The 29-year-old then admitted that she did not feel the remarks were actually racist.

"I didn't take it in that way. But also, you know, that has been a stigma in our community of, you know, being non-educated and all the things when it's the furthest thing from the truth. And the thing that I'm the most proud of is that I let my racket talk," she said.

As reported by the Daily Mail, Ostapenko said on her social media account that she felt it was "very disrespectful" of Townsend when she "had a net ball in a very deciding momen[t] and didn't say sorry, but her answer was that she doesn’t have to say sorry at all."

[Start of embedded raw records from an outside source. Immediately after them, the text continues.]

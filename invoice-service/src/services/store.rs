//! Store abstraction in front of the persistence engine.

use async_trait::async_trait;
use service_core::error::AppError;

use crate::models::{
    CollectionStats, Invoice, InvoiceChanges, ListInvoicesFilter, NewInvoice, User,
};

/// Record store for invoices.
///
/// The service relies on the store for unique-constraint enforcement on
/// `invoice_number` and atomic single-record read/write; it adds no locking
/// of its own.
#[async_trait]
pub trait InvoiceStore: Send + Sync {
    /// Filtered listing, sorted by creation time descending.
    async fn list_invoices(&self, filter: &ListInvoicesFilter) -> Result<Vec<Invoice>, AppError>;

    /// Aggregates over the entire collection, ignoring any filters.
    async fn collection_stats(&self) -> Result<CollectionStats, AppError>;

    async fn get_invoice(&self, id: i64) -> Result<Option<Invoice>, AppError>;

    async fn find_by_invoice_number(
        &self,
        invoice_number: &str,
    ) -> Result<Option<Invoice>, AppError>;

    /// Insert a new record. A unique-constraint violation on
    /// `invoice_number` surfaces as `AppError::DuplicateKey`.
    async fn create_invoice(&self, input: &NewInvoice) -> Result<Invoice, AppError>;

    /// Sparse update; `None` fields are left untouched. Returns `None` when
    /// the id does not exist.
    async fn update_invoice(
        &self,
        id: i64,
        changes: &InvoiceChanges,
    ) -> Result<Option<Invoice>, AppError>;

    /// Returns whether a record was removed.
    async fn delete_invoice(&self, id: i64) -> Result<bool, AppError>;

    /// Store connectivity probe for health reporting.
    async fn health_check(&self) -> Result<(), AppError>;
}

/// User lookups backing login and bootstrap.
#[async_trait]
pub trait UserStore: Send + Sync {
    async fn find_user_by_email(&self, email: &str) -> Result<Option<User>, AppError>;

    async fn count_users(&self) -> Result<i64, AppError>;

    async fn create_user(
        &self,
        email: &str,
        password_hash: &str,
        name: Option<&str>,
    ) -> Result<User, AppError>;
}
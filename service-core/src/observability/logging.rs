use tracing_subscriber::{layer::SubscriberExt, util::SubscriberInitExt};

/// Initialize the process-wide tracing subscriber.
///
/// `RUST_LOG` wins over the configured level when set. Output is JSON with
/// flattened event fields so log lines aggregate cleanly.
pub fn init_tracing(service_name: &str, log_level: &str) {
    let env_filter = tracing_subscriber::EnvFilter::try_from_default_env()
        .unwrap_or_else(|_| tracing_subscriber::EnvFilter::new(log_level));

    tracing_subscriber::registry()
        .with(env_filter)
        .with(
            tracing_subscriber::fmt::layer()
                .with_file(true)
                .with_line_number(true)
                .json()
                .flatten_event(true),
        )
        .init();

    tracing::info!(service = service_name, "Tracing initialized");
}
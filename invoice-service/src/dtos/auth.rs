use serde::{Deserialize, Serialize};

use crate::models::SanitizedUser;

/// Body for `POST /api/auth/login`. Both fields are required; requiredness
/// is enforced in the handler so the response is the contract's 400.
#[derive(Debug, Default, Deserialize)]
pub struct LoginRequest {
    pub email: Option<String>,
    pub password: Option<String>,
}

#[derive(Debug, Serialize, Deserialize)]
pub struct LoginResponse {
    pub token: String,
    pub user: SanitizedUser,
}
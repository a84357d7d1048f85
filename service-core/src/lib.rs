//! service-core: Shared infrastructure for the invoice tracker services.
pub mod config;
pub mod error;
pub mod middleware;
pub mod observability;

pub use axum;
pub use serde;
pub use serde_json;
pub use tracing;
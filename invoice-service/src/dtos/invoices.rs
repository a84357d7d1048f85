use chrono::NaiveDate;
use rust_decimal::Decimal;
use serde::{Deserialize, Serialize};

use crate::models::{Invoice, InvoiceStatus, ListInvoicesFilter};

/// Query parameters accepted by `GET /api/invoices`.
///
/// Every parameter is optional. An unrecognized `status` value applies no
/// status filter at all; an empty `search` string is treated as absent.
#[derive(Debug, Default, Deserialize)]
#[serde(rename_all = "camelCase")]
pub struct ListInvoicesQuery {
    pub status: Option<String>,
    pub start_date: Option<NaiveDate>,
    pub end_date: Option<NaiveDate>,
    pub search: Option<String>,
}

impl ListInvoicesQuery {
    pub fn into_filter(self) -> ListInvoicesFilter {
        ListInvoicesFilter {
            status: self.status.as_deref().and_then(InvoiceStatus::parse),
            start_date: self.start_date,
            end_date: self.end_date,
            search: self.search.filter(|s| !s.is_empty()),
        }
    }
}

/// Aggregate stats returned alongside every list response.
///
/// `total_invoices` and `total_amount` cover the entire collection even when
/// filters narrow the visible list; only `filtered_count` tracks the filter.
#[derive(Debug, Serialize, Deserialize)]
#[serde(rename_all = "camelCase")]
pub struct InvoiceStatsResponse {
    pub total_invoices: i64,
    pub total_amount: Decimal,
    pub filtered_count: i64,
}

#[derive(Debug, Serialize, Deserialize)]
pub struct ListInvoicesResponse {
    pub invoices: Vec<Invoice>,
    pub stats: InvoiceStatsResponse,
}

/// Body for `POST /api/invoices`.
///
/// Requiredness is enforced in the handler rather than by the type so a
/// missing field maps to the contract's 400 instead of a deserialization
/// rejection.
#[derive(Debug, Default, Deserialize)]
#[serde(rename_all = "camelCase")]
pub struct CreateInvoiceRequest {
    pub invoice_number: Option<String>,
    pub customer_name: Option<String>,
    pub amount: Option<Decimal>,
    pub invoice_date: Option<NaiveDate>,
    pub status: Option<String>,
}

/// Body for `PUT /api/invoices/:id`. Absent fields are left untouched.
#[derive(Debug, Default, Deserialize)]
#[serde(rename_all = "camelCase")]
pub struct UpdateInvoiceRequest {
    pub invoice_number: Option<String>,
    pub customer_name: Option<String>,
    pub amount: Option<Decimal>,
    pub invoice_date: Option<NaiveDate>,
    pub status: Option<String>,
}
use axum::{
    Json,
    http::StatusCode,
    response::{IntoResponse, Response},
};
use serde::Serialize;
use thiserror::Error;

/// Error taxonomy shared by every service in the workspace.
///
/// Validation and lookup failures carry their message through to the client;
/// everything in the 500 class is logged server-side and replaced by a
/// generic message in the response body.
#[derive(Debug, Error)]
pub enum AppError {
    #[error("Validation failed: {0}")]
    Validation(anyhow::Error),

    #[error("Duplicate key: {0}")]
    DuplicateKey(anyhow::Error),

    #[error("Not found: {0}")]
    NotFound(anyhow::Error),

    #[error("Unauthenticated: {0}")]
    Unauthenticated(anyhow::Error),

    #[error("Invalid token: {0}")]
    InvalidToken(anyhow::Error),

    #[error("Token expired")]
    TokenExpired,

    #[error("Query failed: {0}")]
    QueryFailed(anyhow::Error),

    #[error("Internal server error: {0}")]
    Internal(#[from] anyhow::Error),

    #[error("Configuration error: {0}")]
    Config(anyhow::Error),
}

impl From<config::ConfigError> for AppError {
    fn from(err: config::ConfigError) -> Self {
        AppError::Config(anyhow::Error::new(err))
    }
}

impl From<std::io::Error> for AppError {
    fn from(err: std::io::Error) -> Self {
        AppError::Internal(anyhow::Error::new(err))
    }
}

impl AppError {
    pub fn status_code(&self) -> StatusCode {
        match self {
            AppError::Validation(_) | AppError::DuplicateKey(_) => StatusCode::BAD_REQUEST,
            AppError::NotFound(_) => StatusCode::NOT_FOUND,
            AppError::Unauthenticated(_) | AppError::InvalidToken(_) | AppError::TokenExpired => {
                StatusCode::UNAUTHORIZED
            }
            AppError::QueryFailed(_) | AppError::Internal(_) | AppError::Config(_) => {
                StatusCode::INTERNAL_SERVER_ERROR
            }
        }
    }
}

impl IntoResponse for AppError {
    fn into_response(self) -> Response {
        #[derive(Serialize)]
        struct ErrorResponse {
            error: String,
        }

        let status = self.status_code();

        let error = match self {
            AppError::Validation(err) | AppError::DuplicateKey(err) => err.to_string(),
            AppError::NotFound(err) => err.to_string(),
            AppError::Unauthenticated(err) | AppError::InvalidToken(err) => err.to_string(),
            AppError::TokenExpired => "Token expired".to_string(),
            AppError::QueryFailed(err) => {
                tracing::error!(error = %err, "Store query failed");
                "Something went wrong!".to_string()
            }
            AppError::Internal(err) => {
                tracing::error!(error = %err, "Unhandled internal error");
                "Something went wrong!".to_string()
            }
            AppError::Config(err) => {
                tracing::error!(error = %err, "Configuration error surfaced at request time");
                "Something went wrong!".to_string()
            }
        };

        (status, Json(ErrorResponse { error })).into_response()
    }
}
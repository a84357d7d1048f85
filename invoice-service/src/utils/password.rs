use argon2::{
    password_hash::{rand_core::OsRng, PasswordHash, PasswordHasher, PasswordVerifier, SaltString},
    Argon2,
};

/// Newtype for password to prevent accidental logging
#[derive(Debug, Clone)]
pub struct Password(String);

impl Password {
    pub fn new(password: String) -> Self {
        Self(password)
    }

    pub fn as_str(&self) -> &str {
        &self.0
    }
}

/// Newtype for password hash
#[derive(Debug, Clone)]
pub struct PasswordHashString(String);

impl PasswordHashString {
    pub fn new(hash: String) -> Self {
        Self(hash)
    }

    pub fn as_str(&self) -> &str {
        &self.0
    }

    pub fn into_string(self) -> String {
        self.0
    }
}

/// Hash a password using Argon2id with a freshly generated salt.
pub fn hash_password(password: &Password) -> Result<PasswordHashString, anyhow::Error> {
    let argon2 = Argon2::default();
    let salt = SaltString::generate(&mut OsRng);

    let password_hash = argon2
        .hash_password(password.as_str().as_bytes(), &salt)
        .map_err(|e| anyhow::anyhow!("Failed to hash password: {}", e))?
        .to_string();

    Ok(PasswordHashString::new(password_hash))
}

/// Verify a password against a stored hash.
///
/// Returns Ok(()) if password matches, Err otherwise.
pub fn verify_password(
    password: &Password,
    password_hash: &PasswordHashString,
) -> Result<(), anyhow::Error> {
    let parsed_hash = PasswordHash::new(password_hash.as_str())
        .map_err(|e| anyhow::anyhow!("Invalid password hash format: {}", e))?;

    Argon2::default()
        .verify_password(password.as_str().as_bytes(), &parsed_hash)
        .map_err(|_| anyhow::anyhow!("Password verification failed"))
}

#[cfg(test)]
mod tests {
    use super::*;

    #[test]
    fn hash_then_verify_roundtrip() {
        let password = Password::new("correct horse battery staple".to_string());
        let hash = hash_password(&password).expect("Failed to hash password");

        assert!(!hash.as_str().is_empty());
        assert!(verify_password(&password, &hash).is_ok());
    }

    #[test]
    fn wrong_password_fails_verification() {
        let password = Password::new("password123".to_string());
        let hash = hash_password(&password).expect("Failed to hash password");

        let wrong = Password::new("password124".to_string());
        assert!(verify_password(&wrong, &hash).is_err());
    }

    #[test]
    fn invalid_hash_format_is_rejected() {
        let password = Password::new("password123".to_string());
        let not_a_hash = PasswordHashString::new("not-a-phc-string".to_string());
        assert!(verify_password(&password, &not_a_hash).is_err());
    }

    #[test]
    fn same_password_hashes_differently() {
        let password = Password::new("password123".to_string());
        let first = hash_password(&password).unwrap();
        let second = hash_password(&password).unwrap();
        assert_ne!(first.as_str(), second.as_str());
    }
}
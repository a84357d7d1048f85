pub mod database;
pub mod jwt;
pub mod metrics;
pub mod store;

pub use database::Database;
pub use jwt::{AccessTokenClaims, JwtService};
pub use store::{InvoiceStore, UserStore};
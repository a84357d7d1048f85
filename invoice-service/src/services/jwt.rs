use chrono::{Duration, Utc};
use jsonwebtoken::{
    decode, encode, errors::ErrorKind, Algorithm, DecodingKey, EncodingKey, Header, Validation,
};
use serde::{Deserialize, Serialize};
use service_core::error::AppError;
use uuid::Uuid;

use crate::config::JwtConfig;

/// JWT service for token generation and stateless validation.
///
/// Tokens are HS256-signed with a single shared secret; there is no
/// server-side session table, so every request re-verifies its token.
#[derive(Clone)]
pub struct JwtService {
    encoding_key: EncodingKey,
    decoding_key: DecodingKey,
    access_token_expiry_minutes: i64,
}

/// Claims for access tokens.
#[derive(Debug, Clone, Serialize, Deserialize)]
pub struct AccessTokenClaims {
    /// Subject (user ID)
    pub sub: String,
    /// Email
    pub email: String,
    /// Expiration time (Unix timestamp)
    pub exp: i64,
    /// Issued at (Unix timestamp)
    pub iat: i64,
    /// JWT ID
    pub jti: String,
}

impl JwtService {
    pub fn new(config: &JwtConfig) -> Result<Self, AppError> {
        if config.secret.len() < 32 {
            return Err(AppError::Config(anyhow::anyhow!(
                "JWT_SECRET must be at least 32 bytes"
            )));
        }

        Ok(Self {
            encoding_key: EncodingKey::from_secret(config.secret.as_bytes()),
            decoding_key: DecodingKey::from_secret(config.secret.as_bytes()),
            access_token_expiry_minutes: config.access_token_expiry_minutes,
        })
    }

    /// Generate an access token for a user.
    pub fn generate_access_token(&self, user_id: &str, email: &str) -> Result<String, AppError> {
        let now = Utc::now();
        let exp = now + Duration::minutes(self.access_token_expiry_minutes);

        let claims = AccessTokenClaims {
            sub: user_id.to_string(),
            email: email.to_string(),
            exp: exp.timestamp(),
            iat: now.timestamp(),
            jti: Uuid::new_v4().to_string(),
        };

        encode(&Header::new(Algorithm::HS256), &claims, &self.encoding_key).map_err(|e| {
            AppError::Internal(anyhow::anyhow!("Failed to encode access token: {}", e))
        })
    }

    /// Validate and decode an access token.
    ///
    /// An expired token is distinguished from every other failure so the
    /// caller can surface the separate rejection.
    pub fn validate_access_token(&self, token: &str) -> Result<AccessTokenClaims, AppError> {
        let mut validation = Validation::new(Algorithm::HS256);
        validation.validate_exp = true;

        match decode::<AccessTokenClaims>(token, &self.decoding_key, &validation) {
            Ok(data) => Ok(data.claims),
            Err(e) if matches!(e.kind(), ErrorKind::ExpiredSignature) => {
                Err(AppError::TokenExpired)
            }
            Err(e) => Err(AppError::InvalidToken(anyhow::anyhow!(
                "Invalid access token: {}",
                e
            ))),
        }
    }

    /// Get access token expiry in seconds (for client info).
    pub fn access_token_expiry_seconds(&self) -> i64 {
        self.access_token_expiry_minutes * 60
    }
}
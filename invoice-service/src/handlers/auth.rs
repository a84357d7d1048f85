use axum::{extract::State, response::IntoResponse, Json};
use service_core::error::AppError;

use crate::{
    dtos::auth::{LoginRequest, LoginResponse},
    utils::{verify_password, Password, PasswordHashString},
    AppState,
};

/// Login with email and password, returning a bearer token for the invoice
/// routes.
///
/// Unknown email and wrong password produce the same undifferentiated
/// rejection.
pub async fn login(
    State(state): State<AppState>,
    Json(req): Json<LoginRequest>,
) -> Result<impl IntoResponse, AppError> {
    let (Some(email), Some(password)) = (
        req.email.filter(|s| !s.is_empty()),
        req.password.filter(|s| !s.is_empty()),
    ) else {
        return Err(AppError::Validation(anyhow::anyhow!(
            "Email and password are required"
        )));
    };

    let user = state
        .users
        .find_user_by_email(&email)
        .await?
        .ok_or_else(|| AppError::Unauthenticated(anyhow::anyhow!("Invalid email or password")))?;

    verify_password(
        &Password::new(password),
        &PasswordHashString::new(user.password_hash.clone()),
    )
    .map_err(|_| AppError::Unauthenticated(anyhow::anyhow!("Invalid email or password")))?;

    let token = state
        .jwt
        .generate_access_token(&user.id.to_string(), &user.email)?;

    tracing::info!(user_id = user.id, "User logged in");

    Ok(Json(LoginResponse {
        token,
        user: user.sanitized(),
    }))
}
use axum::response::IntoResponse;

use crate::services::metrics::get_metrics;

/// Prometheus text exposition endpoint.
pub async fn metrics() -> impl IntoResponse {
    get_metrics()
}
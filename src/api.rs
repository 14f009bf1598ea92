//! Core domain types shared by the batcher, the recorder, and the HTTP
//! front end.

use serde::{Deserialize, Serialize};
use std::fmt;
use std::str::FromStr;
use thiserror::Error;

/// Decision threshold applied to a normalised positive score.
///
/// The comparison is strictly greater-than: a score of exactly `0.5` is
/// classified as negative.
pub const POSITIVE_THRESHOLD: f64 = 0.5;

/// Binary sentiment label.
///
/// Serialises as the lowercase strings `"positive"` and `"negative"`, the
/// vocabulary used by the test set and the run artifacts.
///
/// # Examples
///
/// ```
/// use sentibench::api::Sentiment;
///
/// assert_eq!(Sentiment::from_score(0.9), Sentiment::Positive);
/// assert_eq!(Sentiment::from_score(0.5), Sentiment::Negative);
/// ```
#[derive(Debug, Clone, Copy, PartialEq, Eq, Serialize, Deserialize)]
#[serde(rename_all = "lowercase")]
pub enum Sentiment {
    Positive,
    Negative,
}

impl Sentiment {
    /// Threshold a normalised positive score into a label.
    ///
    /// Ties go to negative.
    #[must_use]
    pub fn from_score(positive_score: f64) -> Self {
        if positive_score > POSITIVE_THRESHOLD {
            Self::Positive
        } else {
            Self::Negative
        }
    }

    /// The lowercase label string.
    #[must_use]
    pub fn as_str(self) -> &'static str {
        match self {
            Self::Positive => "positive",
            Self::Negative => "negative",
        }
    }
}

impl fmt::Display for Sentiment {
    fn fmt(&self, f: &mut fmt::Formatter<'_>) -> fmt::Result {
        f.write_str(self.as_str())
    }
}

/// Error returned when a label string is not a recognised sentiment.
#[derive(Debug, Error, PartialEq, Eq)]
#[error("unrecognised sentiment label {0:?}")]
pub struct ParseSentimentError(pub String);

impl FromStr for Sentiment {
    type Err = ParseSentimentError;

    fn from_str(s: &str) -> Result<Self, Self::Err> {
        match s {
            "positive" => Ok(Self::Positive),
            "negative" => Ok(Self::Negative),
            other => Err(ParseSentimentError(other.to_owned())),
        }
    }
}

/// One normalised prediction for a single review.
///
/// Identity is the review index; there is exactly one prediction per review
/// per batch pass.
#[derive(Debug, Clone, PartialEq, Serialize, Deserialize)]
pub struct Prediction {
    /// Position of the review in the submitted sequence.
    pub review_index: usize,
    /// Normalised probability that the review is positive, in `[0, 1]`.
    pub positive_score: f64,
    /// Thresholded label derived from `positive_score`.
    pub label: Sentiment,
}

impl Prediction {
    /// Build a prediction from a normalised score, applying the threshold.
    ///
    /// # Examples
    ///
    /// ```
    /// use sentibench::api::{Prediction, Sentiment};
    ///
    /// let p = Prediction::from_score(3, 0.7);
    /// assert_eq!(p.review_index, 3);
    /// assert_eq!(p.label, Sentiment::Positive);
    /// ```
    #[must_use]
    pub fn from_score(review_index: usize, positive_score: f64) -> Self {
        Self {
            review_index,
            positive_score,
            label: Sentiment::from_score(positive_score),
        }
    }
}

/// A single review or an explicit list of reviews.
///
/// This is the declared union accepted at every user-facing boundary. A
/// single item must behave identically to a length-1 list; the batcher
/// always iterates internally and collapses to a scalar only at the
/// caller's edge.
///
/// Deserialises untagged, so a JSON body may carry either
/// `"review": "text"` or `"review": ["a", "b"]`.
///
/// # Examples
///
/// ```
/// use sentibench::api::ReviewInput;
///
/// let one = ReviewInput::One("great film".into());
/// assert_eq!(one.items().len(), 1);
///
/// let many: ReviewInput = serde_json::from_str(r#"["a", "b"]"#)?;
/// assert_eq!(many.items().len(), 2);
/// # Ok::<(), serde_json::Error>(())
/// ```
#[derive(Debug, Clone, PartialEq, Serialize, Deserialize)]
#[serde(untagged)]
pub enum ReviewInput {
    One(String),
    Many(Vec<String>),
}

impl ReviewInput {
    /// View the input as a sequence regardless of its outer shape.
    #[must_use]
    pub fn items(&self) -> &[String] {
        match self {
            Self::One(review) => std::slice::from_ref(review),
            Self::Many(reviews) => reviews,
        }
    }

    /// Whether the input carries nothing worth classifying: no items, or
    /// any item that is empty after trimming.
    #[must_use]
    pub fn is_blank(&self) -> bool {
        let items = self.items();
        items.is_empty() || items.iter().any(|review| review.trim().is_empty())
    }
}

impl From<&str> for ReviewInput {
    fn from(review: &str) -> Self {
        Self::One(review.to_owned())
    }
}

impl From<Vec<String>> for ReviewInput {
    fn from(reviews: Vec<String>) -> Self {
        Self::Many(reviews)
    }
}

#[cfg(test)]
mod tests {
    use super::*;
    use rstest::rstest;

    #[rstest]
    #[case(0.0, Sentiment::Negative)]
    #[case(0.5, Sentiment::Negative)]
    #[case(0.500_000_1, Sentiment::Positive)]
    #[case(1.0, Sentiment::Positive)]
    fn thresholds(#[case] score: f64, #[case] expected: Sentiment) {
        assert_eq!(Sentiment::from_score(score), expected);
    }

    #[rstest]
    #[case("positive", Ok(Sentiment::Positive))]
    #[case("negative", Ok(Sentiment::Negative))]
    #[case("Positive", Err(ParseSentimentError("Positive".into())))]
    #[case("neutral", Err(ParseSentimentError("neutral".into())))]
    fn parses_labels(#[case] input: &str, #[case] expected: Result<Sentiment, ParseSentimentError>) {
        assert_eq!(input.parse::<Sentiment>(), expected);
    }

    #[test]
    #[expect(clippy::expect_used, reason = "test should fail loudly")]
    fn review_input_accepts_string_or_list() {
        let one: ReviewInput =
            serde_json::from_str(r#""loved it""#).expect("deserialise single review");
        assert_eq!(one, ReviewInput::One("loved it".into()));

        let many: ReviewInput =
            serde_json::from_str(r#"["loved it", "hated it"]"#).expect("deserialise review list");
        assert_eq!(many.items().len(), 2);
    }

    #[rstest]
    #[case(ReviewInput::One(String::new()), true)]
    #[case(ReviewInput::One("  ".into()), true)]
    #[case(ReviewInput::Many(vec![]), true)]
    #[case(ReviewInput::Many(vec!["ok".into(), String::new()]), true)]
    #[case(ReviewInput::One("fine".into()), false)]
    fn blank_inputs(#[case] input: ReviewInput, #[case] expected: bool) {
        assert_eq!(input.is_blank(), expected);
    }
}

"It was first time ever that this happened to me on tour ... if she plays in her homeland it doesn't mean that she can behave and do whatever she wants," the 28-year-old Latvian stated.

Ostapenko's social media has been flooded with claims that her on-court remarks were racist, with comments appearing on her Instagram page, such as: "Not only is your racism showing but so was your lack of class. You don't like the calls take it up with the ref."

Another user wrote, "I pray you learn how to take your losses and get rid of your racist thoughts and behavior. It's not a good look."

The athlete later responded to the claims on her page.

RELATED: Coco Gauff: ‘I’m proud to represent the Americans that LOOK like me’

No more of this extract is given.